Posted by Chuck2112 on February 14, 2003, at 10:38:14
In reply to Anyone switched to Lexapro? « ggrrl, posted by Dr. Bob on June 11, 2002, at 7:52:48
5942.1
i have been on lexapro for 3-1/2 weeks now.....i went on lexapro because i was feeling many of the symptoms of anxiety. i think i slowly developed these symptoms during my marriage and after my divorce. i found that after i was divorced i had trouble finding much to talk to any of my friends about, almost as if my mind would go blank when hanging out.
about a year and half ago i started to make myself go to more parties and hang out more because i thought it was something that i could work on, but no matter how many brief moments of being totally at ease and having conversation with different people, it would always pass and leave me feeling exhausted...and finally i fell into what i would call a rut, whereas i stopped finding pleasure in the things i used to, had a hard time smiling and would get irritated much more easily, hardly had anything to talk to people about, unless something in particular was on my mind, i like being social and dont have any fears with talking to people, but for the past year or so my mind just goes blank when i try to hang out with friends.....
so again around november i tried to break out of that, and was going to parties hanging out, having fun, i would do pretty good for an evening, but i never knew when the blank mind thing would sneak up on me, it could happen at any time, i never knew how long i could keep it at bay, but one thing for sure was that the blank mind would eventually take hold, it always did
well after several weeks of this, i finally couldnt hold it anymore, and it hit me full force, i started getting aches in my legs and back, sweaty hands, couldnt concentrate on anything, and just having an all around hard time with things.......

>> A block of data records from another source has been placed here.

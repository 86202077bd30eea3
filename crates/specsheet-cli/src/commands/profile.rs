//! Profile command implementation.

use crate::cli::{ProfileAction, ProfileArgs};
use crate::config::{Config, Profile};
use crate::error::Result;
use crate::output::Formatter;
use std::path::Path;

/// Execute the profile command.
pub fn execute_profile(
    args: ProfileArgs,
    config: &mut Config,
    config_path: &Path,
    formatter: &Formatter,
) -> Result<()> {
    match args.action {
        ProfileAction::List => list_profiles(config, formatter),
        ProfileAction::Show => show_active_profile(config, formatter),
        ProfileAction::Switch { name } => switch_profile(config, config_path, name, formatter),
    }
}

/// List all profiles.
fn list_profiles(config: &Config, formatter: &Formatter) -> Result<()> {
    if config.profiles.is_empty() {
        println!("{}", formatter.info("No profiles configured"));
        return Ok(());
    }

    println!("Available profiles:");
    for (name, profile) in &config.profiles {
        let marker = if name == &config.active_profile {
            "* "
        } else {
            "  "
        };
        println!(
            "{}{}",
            marker,
            if name == &config.active_profile {
                formatter.success(name)
            } else {
                name.clone()
            }
        );
        println!("    Input: {}", profile.input_path.display());
        println!("    Output: {}", profile.output_path.display());
    }

    Ok(())
}

/// Show the active profile.
fn show_active_profile(config: &Config, formatter: &Formatter) -> Result<()> {
    let profile = config.get_active_profile()?;

    println!("Active profile: {}", formatter.success(&config.active_profile));
    for line in describe(profile) {
        println!("  {}", line);
    }

    Ok(())
}

/// Human-readable lines describing a profile.
fn describe(profile: &Profile) -> Vec<String> {
    let extractor = &profile.extractor;
    let mut lines = vec![
        format!("Input: {}", profile.input_path.display()),
        format!("Output: {}", profile.output_path.display()),
    ];
    if let Some(dir) = &profile.images_dir {
        lines.push(format!("Images: {}", dir.display()));
    }
    lines.push(format!("Image mode: {}", profile.images.mode));
    lines.push(format!("Model prefix: {}", extractor.model_prefix_filter));
    lines.push(format!(
        "Columns: model {}, image {}, spec {:?}",
        extractor.model_column, extractor.image_column_index, extractor.spec_columns
    ));
    lines.push(format!("Header rows: {}", extractor.start_row_offset));
    lines
}

/// Switch to a different profile.
fn switch_profile(
    config: &mut Config,
    config_path: &Path,
    name: String,
    formatter: &Formatter,
) -> Result<()> {
    config.switch_profile(name.clone())?;
    config.save_to(config_path)?;
    println!(
        "{}",
        formatter.success(&format!("Switched to profile '{}'", name))
    );
    Ok(())
}

#[cfg(test)]
mod tests {
    use super::*;
    use crate::config::OutputFormat;
    use tempfile::TempDir;

    #[test]
    fn test_switch_profile_persists() {
        let dir = TempDir::new().unwrap();
        let path = dir.path().join("config.toml");
        let mut config = Config::default();
        let formatter = Formatter::new(OutputFormat::Table, false);

        switch_profile(&mut config, &path, "price-list".to_string(), &formatter).unwrap();
        assert_eq!(config.active_profile, "price-list");

        let reloaded = Config::load_from(&path).unwrap();
        assert_eq!(reloaded.active_profile, "price-list");
    }

    #[test]
    fn test_switch_to_unknown_profile() {
        let dir = TempDir::new().unwrap();
        let path = dir.path().join("config.toml");
        let mut config = Config::default();
        let formatter = Formatter::new(OutputFormat::Table, false);

        assert!(switch_profile(&mut config, &path, "nope".to_string(), &formatter).is_err());
        assert!(!path.exists());
    }

    #[test]
    fn test_describe_profile() {
        let lines = describe(&Profile::price_list());
        assert!(lines.contains(&"Image mode: url".to_string()));
        assert!(lines.contains(&"Header rows: 4".to_string()));
    }
}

so i want to know if anyone here has had anything like this, does it sound like anxiety? and can the meds help
i have been on the lexapro for a while, 3-1/2 weeks, and so far it has started to help with the aches, the tension, i am able to focus a bit more, no more sweaty hands and overall just alot more calm and less irritable. every day i am on it i feel slightly closer to normal but normal is still a touch away
so my question is, can i expect the meds to help me get even better than this, i hope so......i think my mind goes blank around people because i have this anxiety in the background that keeps for from being fully present...and therefore i dont have the normal flow of thoughts i am used to having...so do the meds help this? how?